But prediction markets, simple financial markets where the value of the traded assets depends on outcomes such as who wins an election, have been shown to be better longer-term predictors of election outcomes. Anyone can trade in these markets and firms can also use them to insure against political risks. Some companies even use prediction markets to forecast political changes, the demand for new products or the feasibility of project deadlines.
Biden’s chances of winning the November election were given a boost on prediction markets when he announced Harris as his running mate.
How prediction markets work
Prediction markets operate in the currency of the country in which they are based, say for example US$. For the US election, markets trade a Trump-asset, which pays out $1 after the election if Trump wins, and $0 otherwise. The Biden-asset pays out $1 if Biden wins, and $0 otherwise.
Prediction markets always price these events between $0 and $1. This means the price of an asset can be interpreted as a probability of an event occurring.
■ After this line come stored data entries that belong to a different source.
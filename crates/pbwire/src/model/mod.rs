//! Data model types for the wire format.
//!
//! - Tags (field number + wire type)
//! - The closed value union and decode shapes
//! - The integer-width strategy

pub mod tag;
pub mod value;
pub mod width;

pub use tag::{FieldTag, WireType};
pub use value::{Record, Shape, WireValue};
pub use width::{IntWidth, ResolvedWidth};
So if the Trump-asset trades at $0.4, then Trump has a 40% chance of victory. It does not mean that ‘Trump is going to lose the election’ – it means he is the underdog and will probably, but not certainly, lose. And the market quantifies these chances. However, whatever the market price, the investor will still either get only $1 or $0 after the election results are announced.
If most traders think an asset is overpriced, because the price exceeds the candidate’s chances, then they will sell and the market price will drop. Conversely, if most traders think an asset is underpriced, they will buy and the price increases. So, the market prices are a prediction of the election outcome based on the wisdom of crowds, a consensus forecast that tends to be better than the forecast of single experts.
We know that prediction market prices match the underlying probabilities because empirical and lab research has looked at thousands of such market predictions, grouped all with a price of $0.4 together, and found that the predicted event underlying the asset, for example, the election of a particular candidate, did indeed occur in 40% of these cases. Similarly, for prices of $0.5, the underlying event occurred in 50% of cases, and so on. The prices are well-calibrated as probability forecasts.
The biggest prediction market about the US election, which is based in New Zealand, predicts a 41% chance of Trump winning the election, and Biden is a strong favourite at 59%. On August 11, the day of the Harris VP announcement, Biden’s chances jumped by two percentage points while Trump’s dropped by two.
The market clearly thinks Harris was a good choice and increased Biden’s chances of winning the election. This day was also the day with the highest trading volume in the past few months, making it one of the most important events in the campaign.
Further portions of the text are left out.